#### RECORDED INFORMATION ####

//! The question sequencer.
//!
//! A [`QuizSession`] walks a shuffled copy of a question list:
//!
//! ```text
//! Idle --start--> Active --submit--> AwaitingNext --advance--> Active ... --> Complete
//! ```
//!
//! `submit` hands back a [`PendingAdvance`] carrying the feedback delay. The
//! caller owns the timer: it waits that long, then calls
//! [`QuizSession::advance`]. While a transition is pending, input is closed
//! and every `submit` fails with [`QuizError::InputIgnored`] without touching
//! the score.

use std::time::Duration;

use rand::rngs::StdRng;
use rand::SeedableRng;
use serde::Serialize;
use uuid::Uuid;

use crate::error::QuizError;
use crate::evaluator::{evaluate, FeedbackTiming, Outcome};
use crate::events::{AudioCue, QuizEvent, QuizObserver};
use crate::model::Question;
use crate::shuffle::{shuffle, shuffled};
use crate::summary::{self, Summary};

/// Where the session is in its lifecycle.
#[derive(Debug, Clone, Copy, PartialEq, Eq, Hash, Serialize)]
#[serde(rename_all = "snake_case")]
pub enum Phase {
    Idle,
    Active,
    AwaitingNext,
    Complete,
}

/// Knobs for a new session.
#[derive(Debug, Clone, Default)]
pub struct SessionOptions {
    /// Fixed RNG seed for reproducible question and option order.
    pub seed: Option<u64>,
    pub timing: FeedbackTiming,
}

/// A transition the caller must fire after `delay`.
#[derive(Debug, Clone, Copy, PartialEq, Eq)]
pub struct PendingAdvance {
    pub outcome: Outcome,
    pub delay: Duration,
}

/// What the player chose for one question.
#[derive(Debug, Clone, PartialEq, Eq, Serialize)]
pub struct AnswerRecord {
    pub prompt: String,
    pub selected: String,
    pub correct: String,
    pub outcome: Outcome,
}

/// One run through a shuffled question set.
pub struct QuizSession {
    id: Uuid,
    rng: StdRng,
    timing: FeedbackTiming,
    questions: Vec<Question>,
    /// Number of questions answered so far.
    position: usize,
    score: u32,
    phase: Phase,
    presented: Vec<String>,
    answers: Vec<AnswerRecord>,
}

impl QuizSession {
    pub fn new(options: SessionOptions) -> Self {
        let rng = match options.seed {
            Some(seed) => StdRng::seed_from_u64(seed),
            None => StdRng::from_os_rng(),
        };
        Self {
            id: Uuid::new_v4(),
            rng,
            timing: options.timing,
            questions: Vec::new(),
            position: 0,
            score: 0,
            phase: Phase::Idle,
            presented: Vec::new(),
            answers: Vec::new(),
        }
    }

    /// Begin a session over a shuffled copy of `questions` and present the
    /// first one. Calling it again restarts from scratch.
    pub fn start(
        &mut self,
        questions: &[Question],
        observer: &dyn QuizObserver,
    ) -> Result<(), QuizError> {
        if questions.is_empty() {
            tracing::warn!(session = %self.id, "refusing to start with no questions");
            return Err(QuizError::EmptyQuestionSet);
        }

        self.questions = questions.to_vec();
        shuffle(&mut self.questions, &mut self.rng);
        self.position = 0;
        self.score = 0;
        self.answers.clear();
        self.phase = Phase::Active;

        tracing::info!(session = %self.id, total = self.questions.len(), "quiz started");
        self.load_next(observer);
        Ok(())
    }

    /// Present the question at the current position, or finish the session
    /// when every question has been answered. Does nothing before `start` or
    /// after completion.
    pub fn load_next(&mut self, observer: &dyn QuizObserver) {
        if matches!(self.phase, Phase::Idle | Phase::Complete) {
            tracing::debug!(session = %self.id, phase = ?self.phase, "load_next ignored");
            return;
        }

        if self.position >= self.questions.len() {
            self.finish(observer);
            return;
        }

        let question = &self.questions[self.position];
        self.presented = shuffled(question.options(), &mut self.rng);
        self.phase = Phase::Active;

        tracing::debug!(
            session = %self.id,
            index = self.position,
            "question presented"
        );
        observer.on_event(&QuizEvent::QuestionPresented {
            prompt: question.prompt().to_string(),
            options: self.presented.clone(),
            index: self.position,
            total: self.questions.len(),
            score: self.score,
        });
    }

    /// Answer the current question.
    pub fn submit(
        &mut self,
        selected: &str,
        observer: &dyn QuizObserver,
    ) -> Result<PendingAdvance, QuizError> {
        if self.phase != Phase::Active {
            tracing::debug!(session = %self.id, phase = ?self.phase, "answer ignored");
            return Err(QuizError::InputIgnored);
        }

        let question = &self.questions[self.position];
        let outcome = evaluate(selected, question.correct());
        if outcome.is_correct() {
            self.score += 1;
        }
        self.answers.push(AnswerRecord {
            prompt: question.prompt().to_string(),
            selected: selected.to_string(),
            correct: question.correct().to_string(),
            outcome,
        });
        let correct_option = question.correct().to_string();
        self.position += 1;
        self.phase = Phase::AwaitingNext;

        tracing::debug!(session = %self.id, ?outcome, score = self.score, "answer evaluated");
        observer.on_event(&QuizEvent::AnswerFeedback {
            outcome,
            selected: selected.to_string(),
            correct_option,
            score: self.score,
        });
        observer.on_cue(outcome.cue());

        Ok(PendingAdvance {
            outcome,
            delay: self.timing.delay_for(outcome),
        })
    }

    /// Fire the transition scheduled by the last `submit`.
    pub fn advance(&mut self, observer: &dyn QuizObserver) -> Result<(), QuizError> {
        if self.phase != Phase::AwaitingNext {
            return Err(QuizError::NoPendingAdvance);
        }
        self.load_next(observer);
        Ok(())
    }

    fn finish(&mut self, observer: &dyn QuizObserver) {
        self.phase = Phase::Complete;
        self.presented.clear();

        let summary = summary::complete(self.score, self.questions.len());
        tracing::info!(
            session = %self.id,
            score = summary.score,
            total = summary.total,
            percentage = summary.percentage,
            "quiz complete"
        );
        observer.on_event(&QuizEvent::GameComplete {
            score: summary.score,
            total: summary.total,
            percentage: summary.percentage,
            tier: summary.tier,
            message: summary.tier.message().to_string(),
            emoji: summary.tier.emoji().to_string(),
        });
        observer.on_cue(AudioCue::Complete);
    }

    pub fn id(&self) -> Uuid {
        self.id
    }

    pub fn phase(&self) -> Phase {
        self.phase
    }

    /// Questions answered so far.
    pub fn position(&self) -> usize {
        self.position
    }

    pub fn score(&self) -> u32 {
        self.score
    }

    pub fn total(&self) -> usize {
        self.questions.len()
    }

    pub fn is_accepting_input(&self) -> bool {
        self.phase == Phase::Active
    }

    pub fn timing(&self) -> FeedbackTiming {
        self.timing
    }

    /// The question awaiting an answer, if any.
    pub fn current_question(&self) -> Option<&Question> {
        match self.phase {
            Phase::Active => self.questions.get(self.position),
            _ => None,
        }
    }

    /// Options of the current question in presented order.
    pub fn presented_options(&self) -> &[String] {
        &self.presented
    }

    pub fn answers(&self) -> &[AnswerRecord] {
        &self.answers
    }

    /// Final summary, once the session is complete.
    pub fn summary(&self) -> Option<Summary> {
        (self.phase == Phase::Complete)
            .then(|| summary::complete(self.score, self.questions.len()))
    }
}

####

*WHAT YOU WILL DO*
Output the full listing. Match it exactly.

*RESPONSE AREA*
//! The question sequencer.
//!
//! A [`QuizSession`] walks a shuffled copy of a question list:
//!
//! ```text
//! Idle --start--> Active --submit--> AwaitingNext --advance--> Active ... --> Complete
//! ```
//!
//! `submit` hands back a [`PendingAdvance`] carrying the feedback delay. The
//! caller owns the timer: it waits that long, then calls
//! [`QuizSession::advance`]. While a transition is pending, input is closed
//! and every `submit` fails with [`QuizError::InputIgnored`] without touching
//! the score.

use std::time::Duration;

use rand::rngs::StdRng;
use rand::SeedableRng;
use serde::Serialize;
use uuid::Uuid;

use crate::error::QuizError;
use crate::evaluator::{evaluate, FeedbackTiming, Outcome};
use crate::events::{AudioCue, QuizEvent, QuizObserver};
use crate::model::Question;
use crate::shuffle::{shuffle, shuffled};
use crate::summary::{self, Summary};

/// Where the session is in its lifecycle.
#[derive(Debug, Clone, Copy, PartialEq, Eq, Hash, Serialize)]
#[serde(rename_all = "snake_case")]
pub enum Phase {
    Idle,
    Active,
    AwaitingNext,
    Complete,
}

/// Knobs for a new session.
#[derive(Debug, Clone, Default)]
pub struct SessionOptions {
    /// Fixed RNG seed for reproducible question and option order.
    pub seed: Option<u64>,
    pub timing: FeedbackTiming,
}

/// A transition the caller must fire after `delay`.
#[derive(Debug, Clone, Copy, PartialEq, Eq)]
pub struct PendingAdvance {
    pub outcome: Outcome,
    pub delay: Duration,
}

/// What the player chose for one question.
#[derive(Debug, Clone, PartialEq, Eq, Serialize)]
pub struct AnswerRecord {
    pub prompt: String,
    pub selected: String,
    pub correct: String,
    pub outcome: Outcome,
}

/// One run through a shuffled question set.
pub struct QuizSession {
    id: Uuid,
    rng: StdRng,
    timing: FeedbackTiming,
    questions: Vec<Question>,
    /// Number of questions answered so far.
    position: usize,
    score: u32,
    phase: Phase,
    presented: Vec<String>,
    answers: Vec<AnswerRecord>,
}

impl QuizSession {
    pub fn new(options: SessionOptions) -> Self {
        let rng = match options.seed {
            Some(seed) => StdRng::seed_from_u64(seed),
            None => StdRng::from_os_rng(),
        };
        Self {
            id: Uuid::new_v4(),
            rng,
            timing: options.timing,
            questions: Vec::new(),
            position: 0,
            score: 0,
            phase: Phase::Idle,
            presented: Vec::new(),
            answers: Vec::new(),
        }
    }

    /// Begin a session over a shuffled copy of `questions` and present the
    /// first one. Calling it again restarts from scratch.
    pub fn start(
        &mut self,
        questions: &[Question],
        observer: &dyn QuizObserver,
    ) -> Result<(), QuizError> {
        if questions.is_empty() {
            tracing::warn!(session = %self.id, "refusing to start with no questions");
            return Err(QuizError::EmptyQuestionSet);
        }

        self.questions = questions.to_vec();
        shuffle(&mut self.questions, &mut self.rng);
        self.position = 0;
        self.score = 0;
        self.answers.clear();
        self.phase = Phase::Active;

        tracing::info!(session = %self.id, total = self.questions.len(), "quiz started");
        self.load_next(observer);
        Ok(())
    }

    /// Present the question at the current position, or finish the session
    /// when every question has been answered. Does nothing before `start` or
    /// after completion.
    pub fn load_next(&mut self, observer: &dyn QuizObserver) {
        if matches!(self.phase, Phase::Idle | Phase::Complete) {
            tracing::debug!(session = %self.id, phase = ?self.phase, "load_next ignored");
            return;
        }

        if self.position >= self.questions.len() {
            self.finish(observer);
            return;
        }

        let question = &self.questions[self.position];
        self.presented = shuffled(question.options(), &mut self.rng);
        self.phase = Phase::Active;

        tracing::debug!(
            session = %self.id,
            index = self.position,
            "question presented"
        );
        observer.on_event(&QuizEvent::QuestionPresented {
            prompt: question.prompt().to_string(),
            options: self.presented.clone(),
            index: self.position,
            total: self.questions.len(),
            score: self.score,
        });
    }

    /// Answer the current question.
    pub fn submit(
        &mut self,
        selected: &str,
        observer: &dyn QuizObserver,
    ) -> Result<PendingAdvance, QuizError> {
        if self.phase != Phase::Active {
            tracing::debug!(session = %self.id, phase = ?self.phase, "answer ignored");
            return Err(QuizError::InputIgnored);
        }

        let question = &self.questions[self.position];
        let outcome = evaluate(selected, question.correct());
        if outcome.is_correct() {
            self.score += 1;
        }
        self.answers.push(AnswerRecord {
            prompt: question.prompt().to_string(),
            selected: selected.to_string(),
            correct: question.correct().to_string(),
            outcome,
        });
        let correct_option = question.correct().to_string();
        self.position += 1;
        self.phase = Phase::AwaitingNext;

        tracing::debug!(session = %self.id, ?outcome, score = self.score, "answer evaluated");
        observer.on_event(&QuizEvent::AnswerFeedback {
            outcome,
            selected: selected.to_string(),
            correct_option,
            score: self.score,
        });
        observer.on_cue(outcome.cue());

        Ok(PendingAdvance {
            outcome,
            delay: self.timing.delay_for(outcome),
        })
    }

    /// Fire the transition scheduled by the last `submit`.
    pub fn advance(&mut self, observer: &dyn QuizObserver) -> Result<(), QuizError> {
        if self.phase != Phase::AwaitingNext {
            return Err(QuizError::NoPendingAdvance);
        }
        self.load_next(observer);
        Ok(())
    }

    fn finish(&mut self, observer: &dyn QuizObserver) {
        self.phase = Phase::Complete;
        self.presented.clear();

        let summary = summary::complete(self.score, self.questions.len());
        tracing::info!(
            session = %self.id,
            score = summary.score,
            total = summary.total,
            percentage = summary.percentage,
            "quiz complete"
        );
        observer.on_event(&QuizEvent::GameComplete {
            score: summary.score,
            total: summary.total,
            percentage: summary.percentage,
            tier: summary.tier,
            message: summary.tier.message().to_string(),
            emoji: summary.tier.emoji().to_string(),
        });
        observer.on_cue(AudioCue::Complete);
    }

    pub fn id(&self) -> Uuid {
        self.id
    }

    pub fn phase(&self) -> Phase {
        self.phase
    }

    /// Questions answered so far.
    pub fn position(&self) -> usize {
        self.position
    }

    pub fn score(&self) -> u32 {
        self.score
    }

    pub fn total(&self) -> usize {
        self.questions.len()
    }

    pub fn is_accepting_input(&self) -> bool {
        self.phase == Phase::Active
    }

    pub fn timing(&self) -> FeedbackTiming {
        self.timing
    }

    /// The question awaiting an answer, if any.
    pub fn current_question(&self) -> Option<&Question> {
        match self.phase {
            Phase::Active => self.questions.get(self.position),
            _ => None,
        }
    }

    /// Options of the current question in presented order.
    pub fn presented_options(&self) -> &[String] {
        &self.presented
    }

    pub fn answers(&self) -> &[AnswerRecord] {
        &self.answers
    }

    /// Final summary, once the session is complete.
    pub fn summary(&self) -> Option<Summary> {
        (self.phase == Phase::Complete)
            .then(|| summary::complete(self.score, self.questions.len()))
    }
}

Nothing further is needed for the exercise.